The busy ecosystem of airports
Since the pandemic, opportunities to implement AI at airports have increased – with the industry putting digitalisation and sustainability as key investment priorities by 2024.
From retailers, baggage control and security checking points, airports have many stakeholders involved in their ecosystem. Automating this journey can create a safe, streamlined and digitally friendly experience, boosting passenger confidence and satisfaction and increasing profits.
AI based solutions such as Computer Vision can play an important role in detecting patterns of behaviour and raising automated alarms to improve reaction times to emergency situations within airports. Computer Vision is connected to the existing airport CCTV and VMS infrastructure and supports up to 32 different scenario-based rules which can be applied to an CCTV IP camera stream in addition to a range of AI models. This proven technology can determine how many people transit through certain areas, automatically detect suspicious behaviour as soon as it arises and supports many more use cases.
By combining CCTV security systems with Computer Vision and leveraging the power of AI, tasks that would take hours – such as manually trawling through CCTV footage trying to locate a suspicious individual – can be done within a matter of seconds, drastically improving the response time for control room staff at airports. Similarly, the technology can generate data based on conditions observed within the camera field of view and provide real-time insights on trends such as overcrowding. By enhancing security and safety through increasing situational awareness, control room operators can make informed decisions faster and more accurately.
The rise of smart cities
With increased concerns over climate change, many cities across the globe, which are currently producing over 60% of the world’s greenhouse gases, are making commitments to reduce their carbon emissions by 2050.

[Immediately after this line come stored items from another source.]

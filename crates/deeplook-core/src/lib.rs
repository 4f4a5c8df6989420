//! deeplook-core — face grouping and verification engine.
//!
//! Runs batches of images through composable per-asset stages (fetch,
//! quality filter, landmarks, alignment, embedding) on a chunked tokio
//! scheduler, then clusters or verifies the resulting face embeddings.
//! Detection, embedding models and image sources are supplied by the caller
//! through the traits in [`vision`].

pub mod actions;
pub mod alignment;
pub mod cluster;
pub mod config;
pub mod linalg;
pub mod matching;
pub mod pipeline;
pub mod types;
pub mod vision;

pub use cluster::{cluster, ClusterOptions, ClusterType};
pub use config::{FaceEncoderModel, LandmarksAlignmentAlgorithm, ProcessConfiguration, QualityFilter};
pub use matching::{verify, Match};
pub use pipeline::{detect, run_pipeline, BatchReport, ChunkStack, PipelineError};
pub use types::{Face, FaceObservation, ProcessAsset, ProcessInput, ProcessOutput};
pub use vision::VisionContext;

We know that AI can process large streams of data in a short space of time and by analysing certain patterns and detecting anomalies, AI can provide comprehensive reports and spot trends without having to involve human teams.
An example of this is traffic control systems that can detect congestion and incidents and respond by managing traffic signal systems. In 2020, traffic jams in Europe alone cost 100 billion Euros to the economy, and recent research has shown that traffic flow can be improved by up to 15% after deploying intelligent traffic lights. Using smart lighting allows local councils to consume less energy and become more efficient in their power usage. The technology can also be deployed to measure air quality, especially in areas with high congestion, arming councils with the knowledge of where climate action needs the most focus.
When it comes to protecting areas, security operations have gone way past standard hardware such as barbed wires, bollards and barriers. With technology and AI advances, perimeter protection involves sensors, radars and thermal and visual range cameras. Not only does it ensure security and prevents trespassing, but it also distinguishes between real and false alarms – for example, a wandering animal or camera malfunction – allowing security operators to make more informed decisions and deploy necessary teams to deal with the situation.
Crucially, all of the above can be achieved without compromising the identity of citizens. In these instances, AI can be used to understand general patterns of behaviour which are otherwise costly for businesses to identify.
Continuous advancement of AI helps security teams to reduce time when making informed decisions, amplifying business operations and, as a result, improving customer experience and safety. It is up to individual organisations to strike a balance between AI and human intervention; however, one thing remains certain – the implementation of AI across multiple industries is significantly enhancing operations.